Gwangsun Kim

Assistant Professor @ POSTECH

About me

I am an assistant professor at the Department of Computer Science and Engineering, POSTECH. Before joining POSTECH, I worked at Arm on improving Arm processor IPs for server systems. I earned my Ph.D. (2016) and M.S. (2012) degrees from KAIST in Computer Science under Prof. John Kim, and B.S. degree (2010) from POSTECH in Computer Science and Engineering and Electronic and Electrical Engineering (double major).

I am looking for ambitious graduate students and undergraduate interns who want to do innovative research on computer systems (see Research Areas and On-going projects below). If you are interested in working with me, please contact me at g.kim at postech dot ac dot kr.

Employment

Assistant Professor, POSTECH, Nov. 2018 - Present
Senior Research Engineer, Arm Inc., Mar. 2018 - Oct. 2018
Senior Performance Engineer, Arm Inc., Sep. 2016 - Mar. 2018
Research Intern, NVIDIA, Jun. 2015 - Sep. 2015
Research Intern, Samsung Electronics, Jul. 2014 - Sep. 2014

Research Areas

I am interested in various topics in computer architecture and its interaction with different layers of computer system including algorithm, operating system, and programming models. Below are some of the topics I have been working on:

Domain-specific Accelerators for Machine Learning
Near-Data Processing / Processing-In-Memory
HW/SW Co-design
Memory system with Storage-Class Memory
Massively parallel architectures (e.g., GPU)
Large-scale systems (Data centers and supercomputers)
Interconnection networks

On-going Projects

General-purpose Near-Data Processing (NDP) in CXL memory expander for datacenters
- While directly accessing CXL memory from the host CPU results in high latency and low bandwidth, NDP in a CXL memory expander can overcome this challenge. However, application-specific NDP in CXL memory is not suitable for datacenter servers due to the large number of applications that need to be supported. Additionally, using conventional CPU and GPU cores for NDP provides limited efficiency. In this work, we propose a low-overhead, general-purpose NDP in CXL memory to address these challenges.

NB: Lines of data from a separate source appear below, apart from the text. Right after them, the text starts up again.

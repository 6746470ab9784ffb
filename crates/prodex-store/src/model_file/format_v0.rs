//! Model File Format v0 schema
//!
//! A YAML document listing projects, enum datatypes, types and product
//! components. Entities embed the core model's own serde form.

use prodex_core::model::{EnumDatatype, ProductComponent, Project, Type};
use serde::{Deserialize, Serialize};

/// Root model file structure (schema version 0)
#[derive(Debug, Clone, Serialize, Deserialize)]
pub struct ModelFileV0 {
    pub schema_version: u32,

    /// Project assigned to types and components that name none
    #[serde(default)]
    pub project: Option<String>,

    #[serde(default)]
    pub projects: Vec<Project>,

    #[serde(default)]
    pub enums: Vec<EnumDatatype>,

    #[serde(default)]
    pub types: Vec<Type>,

    #[serde(default)]
    pub components: Vec<ProductComponent>,
}

impl ModelFileV0 {
    /// Fill in the default project where an entity leaves it empty
    pub fn apply_default_project(&mut self) {
        let Some(project) = self.project.clone() else {
            return;
        };
        for ty in &mut self.types {
            if ty.project.is_empty() {
                ty.project = project.clone();
            }
        }
        for component in &mut self.components {
            if component.project.is_empty() {
                component.project = project.clone();
            }
        }
    }
}

#[cfg(test)]
mod tests {
    use super::*;
    use prodex_core::model::TypeKind;

    #[test]
    fn test_minimal_model_file() {
        let yaml = r#"
schema_version: 0
types:
  - qualified_name: motor.MotorPolicy
    kind: policy
"#;
        let file: ModelFileV0 = serde_yaml::from_str(yaml).unwrap();
        assert_eq!(file.schema_version, 0);
        assert_eq!(file.types.len(), 1);
        assert_eq!(file.types[0].kind, TypeKind::Policy);
        assert!(file.components.is_empty());
    }

    #[test]
    fn test_default_project_only_fills_gaps() {
        let yaml = r#"
schema_version: 0
project: motor
types:
  - qualified_name: motor.MotorPolicy
    kind: policy
  - qualified_name: base.Policy
    kind: policy
    project: base
components:
  - name: motor.Basic
    policy_type: motor.MotorPolicy
"#;
        let mut file: ModelFileV0 = serde_yaml::from_str(yaml).unwrap();
        file.apply_default_project();
        assert_eq!(file.types[0].project, "motor");
        assert_eq!(file.types[1].project, "base");
        assert_eq!(file.components[0].project, "motor");
    }
}
// ===== Inverse =====

fn validate_inverse(
    store: &ModelStore,
    owner: &Type,
    association: &Association,
    target: &Type,
    object: &str,
    list: &mut MessageList,
) {
    let Some(inverse_name) = association.inverse_association.as_deref() else {
        return;
    };
    let Some((_, inverse)) = find_association(store, target, inverse_name) else {
        list.add(
            Message::error(
                MessageCode::InverseAssociationDoesNotExist,
                format!(
                    "Inverse association {} does not exist on {}",
                    inverse_name, target.qualified_name
                ),
            )
            .on(object, PROP_INVERSE),
        );
        return;
    };

    let points_back = inverse.inverse_association.as_deref() == Some(association.name());
    let targets_owner = is_subtype_of(store, owner, &inverse.target);
    if !points_back || !targets_owner {
        list.add(
            Message::error(
                MessageCode::InverseAssociationMismatch,
                format!(
                    "Inverse association {} does not point back to {}",
                    part_object(&target.qualified_name, inverse_name),
                    object
                ),
            )
            .on(object, PROP_INVERSE),
        );
    }
}
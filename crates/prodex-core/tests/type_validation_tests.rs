#![allow(clippy::unwrap_used, clippy::expect_used)]

mod common;

use common::{policy_type, store_with_types, to_many};
use prodex_core::model::{Association, Attribute};
use prodex_core::rules::duplicate_property::validate_duplicate_properties;
use prodex_core::rules::type_rules::{validate_type, validate_type_cached};
use prodex_core::rules::MessageCode;
use prodex_core::{ModelSettings, ProdexError, ValidationCache};

#[test]
fn test_attribute_and_role_collide_ignoring_case() {
    let mut policy = policy_type("motor.Policy", None);
    policy.add_attribute(Attribute::new("vehicle", "String"));
    let mut motor = policy_type("motor.MotorPolicy", Some("motor.Policy"));
    motor.add_association(Association::new("motor.Vehicle", "Vehicle"));
    let store = store_with_types(vec![policy, motor, policy_type("motor.Vehicle", None)]);
    let motor = store.get_type("motor.MotorPolicy").unwrap();

    let list = validate_duplicate_properties(&store, motor, true);
    assert_eq!(list.count_code(MessageCode::DuplicatePropertyName), 1);
    let objects: Vec<&str> = list.iter().next().unwrap()
        .invalid_properties
        .iter()
        .map(|p| p.object.as_str())
        .collect();
    assert!(objects.contains(&"motor.Policy#vehicle"));
    assert!(objects.contains(&"motor.MotorPolicy#Vehicle"));

    assert!(validate_duplicate_properties(&store, motor, false).is_empty());
}

#[test]
fn test_collision_is_reported_only_where_declared() {
    let mut policy = policy_type("motor.Policy", None);
    policy.add_attribute(Attribute::new("premium", "Decimal"));
    policy.add_attribute(Attribute::new("premium", "Money"));
    let motor = policy_type("motor.MotorPolicy", Some("motor.Policy"));
    let store = store_with_types(vec![policy, motor]);

    let list = validate_duplicate_properties(&store, store.get_type("motor.Policy").unwrap(), true);
    assert_eq!(list.len(), 1);
    let list =
        validate_duplicate_properties(&store, store.get_type("motor.MotorPolicy").unwrap(), true);
    assert!(list.is_empty());
}

#[test]
fn test_legitimate_reuse_is_not_a_duplicate() {
    let mut policy = policy_type("motor.Policy", None);
    policy.add_attribute(Attribute::new("premium", "Decimal"));
    policy.add_association(Association::new("motor.Vehicle", "Vehicle"));
    let mut union = to_many("motor.Coverage", "Coverage");
    union.derived_union = true;
    union.inverse_association = Some("Coverage".to_string());
    policy.add_association(union);

    let mut motor = policy_type("motor.MotorPolicy", Some("motor.Policy"));
    let mut premium = Attribute::new("premium", "Decimal");
    premium.overwrite = true;
    motor.add_attribute(premium);
    let mut narrowed = Association::new("motor.Car", "Vehicle");
    narrowed.constrain = true;
    motor.add_association(narrowed);

    let mut coverage = policy_type("motor.Coverage", None);
    let mut back = Association::new("motor.Policy", "Coverage");
    back.inverse_association = Some("Coverage".to_string());
    coverage.add_association(back);

    let store = store_with_types(vec![
        policy,
        motor,
        coverage,
        policy_type("motor.Vehicle", None),
        policy_type("motor.Car", Some("motor.Vehicle")),
    ]);

    let motor = store.get_type("motor.MotorPolicy").unwrap();
    assert!(validate_duplicate_properties(&store, motor, true).is_empty());
}

/// motor.Node declares derived union `child`/`children` and an association
/// `children` naming it as inverse; both point at `target`.
fn union_with_named_inverse(target: &str) -> prodex_core::ModelStore {
    let mut node = policy_type("motor.Node", None);
    let mut union = Association::to_many(target, "child", "children");
    union.derived_union = true;
    union.inverse_association = Some("children".to_string());
    node.add_association(union);
    let mut back = Association::new(target, "children");
    back.inverse_association = Some("child".to_string());
    node.add_association(back);

    store_with_types(vec![node, policy_type("motor.Leaf", None)])
}

#[test]
fn test_union_and_its_inverse_share_a_name() {
    let store = union_with_named_inverse("motor.Node");
    let node = store.get_type("motor.Node").unwrap();
    assert!(validate_duplicate_properties(&store, node, true).is_empty());
}

#[test]
fn test_unresolved_inverse_does_not_excuse_a_duplicate() {
    let store = union_with_named_inverse("motor.Leaf");
    let node = store.get_type("motor.Node").unwrap();
    let list = validate_duplicate_properties(&store, node, true);
    assert_eq!(list.count_code(MessageCode::DuplicatePropertyName), 1);
}

#[test]
fn test_validate_type_uses_settings_and_reports_missing_type() {
    let mut policy = policy_type("motor.Policy", None);
    policy.add_attribute(Attribute::new("Premium", "Decimal"));
    policy.add_attribute(Attribute::new("premium", "Decimal"));
    let store = store_with_types(vec![policy]);

    let insensitive = ModelSettings::default();
    let list = validate_type(&store, "motor.Policy", &insensitive).unwrap();
    assert!(list.contains_code(MessageCode::DuplicatePropertyName));

    let sensitive = ModelSettings {
        case_insensitive_property_names: false,
        ..ModelSettings::default()
    };
    let list = validate_type(&store, "motor.Policy", &sensitive).unwrap();
    assert!(!list.contains_code(MessageCode::DuplicatePropertyName));

    let err = validate_type(&store, "motor.Missing", &insensitive).unwrap_err();
    assert!(matches!(err, ProdexError::TypeNotFound { .. }));
}

#[test]
fn test_supertype_cycle_is_a_finding() {
    let store = store_with_types(vec![
        policy_type("motor.A", Some("motor.B")),
        policy_type("motor.B", Some("motor.A")),
    ]);
    let list = validate_type(&store, "motor.A", &ModelSettings::default()).unwrap();
    assert!(list.contains_code(MessageCode::SupertypeHierarchyCycle));
}

#[test]
fn test_cached_validation_follows_modifications() {
    let mut store = store_with_types(vec![policy_type("motor.Policy", Some("motor.Gone"))]);
    let settings = ModelSettings::default();
    let mut cache = ValidationCache::new();

    let first = validate_type_cached(&store, "motor.Policy", &settings, &mut cache).unwrap();
    assert!(first.contains_code(MessageCode::SupertypeNotFound));
    assert_eq!(cache.len(), 1);

    store.get_type_mut("motor.Policy").unwrap().supertype = None;
    let second = validate_type_cached(&store, "motor.Policy", &settings, &mut cache).unwrap();
    assert!(!second.contains_code(MessageCode::SupertypeNotFound));
}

Architecture for efficient inference of LLM (Large Language Model) and RAG (Retrieval Augmented Generation)
- Efficiently serving LLMs on servers and edge devices poses enormous challenges. In particular, very long contexts of several millions of tokens require huge memory capacity and high bandwidth. Efficiently supporting RAG similarly requires memory system support for large vector databases and knowledge graphs. We build on our general-purpose NDP architecture for CXL memory to efficiently support these applications and overcome the limitations of current systems based on GPUs and NPUs.

Scalable Neural Processing Unit (NPU) system architecture
- Datacenters that serve a massive amount of machine learning service requests require that the NPUs have a good scalability at the chip-level (with many NPU cores), package-level (with multiple dies in a package), node-level (with multiple NPU cards), and rack-level (with multiple NPU nodes in a rack). This project explores software/hardware co-designing approaches to enable a very scalable NPU system for large-scale deep learning systems.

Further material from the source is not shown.